A complete, unaltered copy of the listing is needed. Write it out.

(DATA TO EXAMINE)

use std::time::Duration;
use url::Url;

/// Production pubsub edge endpoint.
pub const DEFAULT_ENDPOINT: &str = "wss://pubsub-edge.twitch.tv";

/// Default maximum topics per shard.
pub const DEFAULT_TOPIC_LIMIT: usize = 50;

/// Credentials used when subscribing topics.
#[derive(Debug, Clone)]
pub struct Credentials {
    /// OAuth token sent as `auth_token` in every `LISTEN` request.
    pub token: String,
    /// The moderator's user id, baked into every topic.
    pub moderator_id: String,
}

/// Configuration for the shard manager
#[derive(Debug, Clone)]
pub struct ManagerConfig {
    /// Subscription credentials
    pub credentials: Credentials,
    /// WebSocket endpoint (ws:// or wss://)
    pub endpoint: String,
    /// Channel ids to subscribe on start
    pub channels: Vec<String>,
    /// Maximum topics per shard
    pub topic_limit: usize,
    /// Delay between consecutive shard creations during initial spawn
    pub spawn_interval: Duration,
    /// Interval between heartbeat `PING` requests
    pub heartbeat_interval: Duration,
    /// Timeout for establishing a connection (TCP + TLS + handshake)
    pub connect_timeout: Duration,
    /// How long an add-topic request waits for its `RESPONSE`
    pub response_timeout: Duration,
    /// Reconnection settings
    pub retry: RetryConfig,
}

/// Reconnection settings for a shard
#[derive(Debug, Clone)]
pub struct RetryConfig {
    /// Delay between a connection loss and the reconnect attempt
    pub delay: Duration,
    /// Closes within this window of the previous one count as rapid
    pub rapid_window: Duration,
    /// Rapid closes tolerated before the shard is considered failed
    pub max_rapid_retries: u32,
}

impl Default for RetryConfig {
    fn default() -> Self {
        Self {
            delay: Duration::from_secs(5),
            rapid_window: Duration::from_secs(60),
            max_rapid_retries: 4,
        }
    }
}

impl ManagerConfig {
    /// Create a new builder for configuration
    pub fn builder(
        token: impl Into<String>,
        moderator_id: impl Into<String>,
    ) -> ManagerConfigBuilder {
        ManagerConfigBuilder {
            config: ManagerConfig {
                credentials: Credentials {
                    token: token.into(),
                    moderator_id: moderator_id.into(),
                },
                endpoint: DEFAULT_ENDPOINT.to_string(),
                channels: Vec::new(),
                topic_limit: DEFAULT_TOPIC_LIMIT,
                spawn_interval: Duration::from_millis(2500),
                heartbeat_interval: Duration::from_secs(250),
                connect_timeout: Duration::from_secs(10),
                response_timeout: Duration::from_millis(1500),
                retry: RetryConfig::default(),
            },
        }
    }
}

/// Builder for ManagerConfig
#[derive(Debug, Clone)]
pub struct ManagerConfigBuilder {
    config: ManagerConfig,
}

impl ManagerConfigBuilder {
    /// Set the WebSocket endpoint
    pub fn endpoint(mut self, endpoint: impl Into<String>) -> Self {
        self.config.endpoint = endpoint.into();
        self
    }

    /// Set the channel ids to subscribe on start
    pub fn channels<I, S>(mut self, channels: I) -> Self
    where
        I: IntoIterator<Item = S>,
        S: Into<String>,
    {
        self.config.channels = channels.into_iter().map(Into::into).collect();
        self
    }

    /// Set the maximum topics per shard
    pub fn topic_limit(mut self, limit: usize) -> Self {
        self.config.topic_limit = limit;
        self
    }

    /// Set the delay between consecutive shard creations
    pub fn spawn_interval(mut self, interval: Duration) -> Self {
        self.config.spawn_interval = interval;
        self
    }

    /// Set the heartbeat interval
    pub fn heartbeat_interval(mut self, interval: Duration) -> Self {
        self.config.heartbeat_interval = interval;
        self
    }

    /// Set the connection timeout
    pub fn connect_timeout(mut self, timeout: Duration) -> Self {
        self.config.connect_timeout = timeout;
        self
    }

    /// Set the add-topic response timeout
    pub fn response_timeout(mut self, timeout: Duration) -> Self {
        self.config.response_timeout = timeout;
        self
    }

    /// Set the reconnection settings
    pub fn retry(mut self, retry: RetryConfig) -> Self {
        self.config.retry = retry;
        self
    }

    /// Build the configuration with validation.
    ///
    /// Returns an error for invalid configurations (e.g., topic_limit = 0).
    pub fn build(self) -> Result<ManagerConfig, ConfigError> {
        let config = self.config;

        match Url::parse(&config.endpoint) {
            Ok(url) if matches!(url.scheme(), "ws" | "wss") => {}
            Ok(url) => {
                return Err(ConfigError::InvalidEndpoint(format!(
                    "unsupported scheme '{}'",
                    url.scheme()
                )))
            }
            Err(e) => return Err(ConfigError::InvalidEndpoint(e.to_string())),
        }

        if config.topic_limit == 0 {
            return Err(ConfigError::InvalidTopicLimit(
                "topic_limit cannot be 0".to_string(),
            ));
        }

        if config.response_timeout.is_zero() {
            return Err(ConfigError::InvalidTimeout(
                "response_timeout cannot be 0".to_string(),
            ));
        }

        if config.heartbeat_interval.is_zero() {
            return Err(ConfigError::InvalidTimeout(
                "heartbeat_interval cannot be 0".to_string(),
            ));
        }

        if config.retry.max_rapid_retries == 0 {
            return Err(ConfigError::InvalidRetry(
                "max_rapid_retries cannot be 0".to_string(),
            ));
        }

        Ok(config)
    }
}

/// Configuration validation errors
#[derive(Debug, Clone, thiserror::Error)]
pub enum ConfigError {
    /// Invalid endpoint URL
    #[error("Invalid endpoint: {0}")]
    InvalidEndpoint(String),
    /// Invalid topic limit
    #[error("Invalid topic limit: {0}")]
    InvalidTopicLimit(String),
    /// Invalid timeout or interval
    #[error("Invalid timeout: {0}")]
    InvalidTimeout(String),
    /// Invalid retry configuration
    #[error("Invalid retry configuration: {0}")]
    InvalidRetry(String),
}

#[cfg(test)]
mod tests {
    use super::*;

    #[test]
    fn test_config_builder_defaults() {
        let config = ManagerConfig::builder("oauth:abc", "1000")
            .build()
            .expect("valid config");

        assert_eq!(config.endpoint, DEFAULT_ENDPOINT);
        assert_eq!(config.topic_limit, DEFAULT_TOPIC_LIMIT);
        assert_eq!(config.spawn_interval, Duration::from_millis(2500));
        assert_eq!(config.heartbeat_interval, Duration::from_secs(250));
        assert_eq!(config.response_timeout, Duration::from_millis(1500));
        assert_eq!(config.retry.delay, Duration::from_secs(5));
        assert_eq!(config.retry.rapid_window, Duration::from_secs(60));
        assert_eq!(config.retry.max_rapid_retries, 4);
        assert!(config.channels.is_empty());
    }

    #[test]
    fn test_config_builder_overrides() {
        let config = ManagerConfig::builder("oauth:abc", "1000")
            .endpoint("ws://127.0.0.1:9000")
            .channels(["111", "222"])
            .topic_limit(2)
            .spawn_interval(Duration::from_millis(10))
            .build()
            .expect("valid config");

        assert_eq!(config.endpoint, "ws://127.0.0.1:9000");
        assert_eq!(config.channels, vec!["111", "222"]);
        assert_eq!(config.topic_limit, 2);
    }

    #[test]
    fn test_config_builder_rejects_zero_limit() {
        let result = ManagerConfig::builder("t", "m").topic_limit(0).build();
        assert!(matches!(result, Err(ConfigError::InvalidTopicLimit(_))));
    }

    #[test]
    fn test_config_builder_rejects_bad_endpoint() {
        let result = ManagerConfig::builder("t", "m")
            .endpoint("https://example.com")
            .build();
        assert!(matches!(result, Err(ConfigError::InvalidEndpoint(_))));

        let result = ManagerConfig::builder("t", "m").endpoint("not a url").build();
        assert!(matches!(result, Err(ConfigError::InvalidEndpoint(_))));
    }

    #[test]
    fn test_config_builder_rejects_zero_retries() {
        let result = ManagerConfig::builder("t", "m")
            .retry(RetryConfig {
                max_rapid_retries: 0,
                ..RetryConfig::default()
            })
            .build();
        assert!(matches!(result, Err(ConfigError::InvalidRetry(_))));
    }
}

(End DATA TO EXAMINE)

**ANSWER**
use std::time::Duration;
use url::Url;

/// Production pubsub edge endpoint.
pub const DEFAULT_ENDPOINT: &str = "wss://pubsub-edge.twitch.tv";

/// Default maximum topics per shard.
pub const DEFAULT_TOPIC_LIMIT: usize = 50;

/// Credentials used when subscribing topics.
#[derive(Debug, Clone)]
pub struct Credentials {
    /// OAuth token sent as `auth_token` in every `LISTEN` request.
    pub token: String,
    /// The moderator's user id, baked into every topic.
    pub moderator_id: String,
}

/// Configuration for the shard manager
#[derive(Debug, Clone)]
pub struct ManagerConfig {
    /// Subscription credentials
    pub credentials: Credentials,
    /// WebSocket endpoint (ws:// or wss://)
    pub endpoint: String,
    /// Channel ids to subscribe on start
    pub channels: Vec<String>,
    /// Maximum topics per shard
    pub topic_limit: usize,
    /// Delay between consecutive shard creations during initial spawn
    pub spawn_interval: Duration,
    /// Interval between heartbeat `PING` requests
    pub heartbeat_interval: Duration,
    /// Timeout for establishing a connection (TCP + TLS + handshake)
    pub connect_timeout: Duration,
    /// How long an add-topic request waits for its `RESPONSE`
    pub response_timeout: Duration,
    /// Reconnection settings
    pub retry: RetryConfig,
}

/// Reconnection settings for a shard
#[derive(Debug, Clone)]
pub struct RetryConfig {
    /// Delay between a connection loss and the reconnect attempt
    pub delay: Duration,
    /// Closes within this window of the previous one count as rapid
    pub rapid_window: Duration,
    /// Rapid closes tolerated before the shard is considered failed
    pub max_rapid_retries: u32,
}

impl Default for RetryConfig {
    fn default() -> Self {
        Self {
            delay: Duration::from_secs(5),
            rapid_window: Duration::from_secs(60),
            max_rapid_retries: 4,
        }
    }
}

impl ManagerConfig {
    /// Create a new builder for configuration
    pub fn builder(
        token: impl Into<String>,
        moderator_id: impl Into<String>,
    ) -> ManagerConfigBuilder {
        ManagerConfigBuilder {
            config: ManagerConfig {
                credentials: Credentials {
                    token: token.into(),
                    moderator_id: moderator_id.into(),
                },
                endpoint: DEFAULT_ENDPOINT.to_string(),
                channels: Vec::new(),
                topic_limit: DEFAULT_TOPIC_LIMIT,
                spawn_interval: Duration::from_millis(2500),
                heartbeat_interval: Duration::from_secs(250),
                connect_timeout: Duration::from_secs(10),
                response_timeout: Duration::from_millis(1500),
                retry: RetryConfig::default(),
            },
        }
    }
}

/// Builder for ManagerConfig
#[derive(Debug, Clone)]
pub struct ManagerConfigBuilder {
    config: ManagerConfig,
}

impl ManagerConfigBuilder {
    /// Set the WebSocket endpoint
    pub fn endpoint(mut self, endpoint: impl Into<String>) -> Self {
        self.config.endpoint = endpoint.into();
        self
    }

    /// Set the channel ids to subscribe on start
    pub fn channels<I, S>(mut self, channels: I) -> Self
    where
        I: IntoIterator<Item = S>,
        S: Into<String>,
    {
        self.config.channels = channels.into_iter().map(Into::into).collect();
        self
    }

    /// Set the maximum topics per shard
    pub fn topic_limit(mut self, limit: usize) -> Self {
        self.config.topic_limit = limit;
        self
    }

    /// Set the delay between consecutive shard creations
    pub fn spawn_interval(mut self, interval: Duration) -> Self {
        self.config.spawn_interval = interval;
        self
    }

    /// Set the heartbeat interval
    pub fn heartbeat_interval(mut self, interval: Duration) -> Self {
        self.config.heartbeat_interval = interval;
        self
    }

    /// Set the connection timeout
    pub fn connect_timeout(mut self, timeout: Duration) -> Self {
        self.config.connect_timeout = timeout;
        self
    }

    /// Set the add-topic response timeout
    pub fn response_timeout(mut self, timeout: Duration) -> Self {
        self.config.response_timeout = timeout;
        self
    }

    /// Set the reconnection settings
    pub fn retry(mut self, retry: RetryConfig) -> Self {
        self.config.retry = retry;
        self
    }

    /// Build the configuration with validation.
    ///
    /// Returns an error for invalid configurations (e.g., topic_limit = 0).
    pub fn build(self) -> Result<ManagerConfig, ConfigError> {
        let config = self.config;

        match Url::parse(&config.endpoint) {
            Ok(url) if matches!(url.scheme(), "ws" | "wss") => {}
            Ok(url) => {
                return Err(ConfigError::InvalidEndpoint(format!(
                    "unsupported scheme '{}'",
                    url.scheme()
                )))
            }
            Err(e) => return Err(ConfigError::InvalidEndpoint(e.to_string())),
        }

        if config.topic_limit == 0 {
            return Err(ConfigError::InvalidTopicLimit(
                "topic_limit cannot be 0".to_string(),
            ));
        }

        if config.response_timeout.is_zero() {
            return Err(ConfigError::InvalidTimeout(
                "response_timeout cannot be 0".to_string(),
            ));
        }

        if config.heartbeat_interval.is_zero() {
            return Err(ConfigError::InvalidTimeout(
                "heartbeat_interval cannot be 0".to_string(),
            ));
        }

        if config.retry.max_rapid_retries == 0 {
            return Err(ConfigError::InvalidRetry(
                "max_rapid_retries cannot be 0".to_string(),
            ));
        }

        Ok(config)
    }
}

/// Configuration validation errors
#[derive(Debug, Clone, thiserror::Error)]
pub enum ConfigError {
    /// Invalid endpoint URL
    #[error("Invalid endpoint: {0}")]
    InvalidEndpoint(String),
    /// Invalid topic limit
    #[error("Invalid topic limit: {0}")]
    InvalidTopicLimit(String),
    /// Invalid timeout or interval
    #[error("Invalid timeout: {0}")]
    InvalidTimeout(String),
    /// Invalid retry configuration
    #[error("Invalid retry configuration: {0}")]
    InvalidRetry(String),
}

#[cfg(test)]
mod tests {
    use super::*;

    #[test]
    fn test_config_builder_defaults() {
        let config = ManagerConfig::builder("oauth:abc", "1000")
            .build()
            .expect("valid config");

        assert_eq!(config.endpoint, DEFAULT_ENDPOINT);
        assert_eq!(config.topic_limit, DEFAULT_TOPIC_LIMIT);
        assert_eq!(config.spawn_interval, Duration::from_millis(2500));
        assert_eq!(config.heartbeat_interval, Duration::from_secs(250));
        assert_eq!(config.response_timeout, Duration::from_millis(1500));
        assert_eq!(config.retry.delay, Duration::from_secs(5));
        assert_eq!(config.retry.rapid_window, Duration::from_secs(60));
        assert_eq!(config.retry.max_rapid_retries, 4);
        assert!(config.channels.is_empty());
    }

    #[test]
    fn test_config_builder_overrides() {
        let config = ManagerConfig::builder("oauth:abc", "1000")
            .endpoint("ws://127.0.0.1:9000")
            .channels(["111", "222"])
            .topic_limit(2)
            .spawn_interval(Duration::from_millis(10))
            .build()
            .expect("valid config");

        assert_eq!(config.endpoint, "ws://127.0.0.1:9000");
        assert_eq!(config.channels, vec!["111", "222"]);
        assert_eq!(config.topic_limit, 2);
    }

    #[test]
    fn test_config_builder_rejects_zero_limit() {
        let result = ManagerConfig::builder("t", "m").topic_limit(0).build();
        assert!(matches!(result, Err(ConfigError::InvalidTopicLimit(_))));
    }

    #[test]
    fn test_config_builder_rejects_bad_endpoint() {
        let result = ManagerConfig::builder("t", "m")
            .endpoint("https://example.com")
            .build();
        assert!(matches!(result, Err(ConfigError::InvalidEndpoint(_))));

        let result = ManagerConfig::builder("t", "m").endpoint("not a url").build();
        assert!(matches!(result, Err(ConfigError::InvalidEndpoint(_))));
    }

    #[test]
    fn test_config_builder_rejects_zero_retries() {
        let result = ManagerConfig::builder("t", "m")
            .retry(RetryConfig {
                max_rapid_retries: 0,
                ..RetryConfig::default()
            })
            .build();
        assert!(matches!(result, Err(ConfigError::InvalidRetry(_))));
    }
}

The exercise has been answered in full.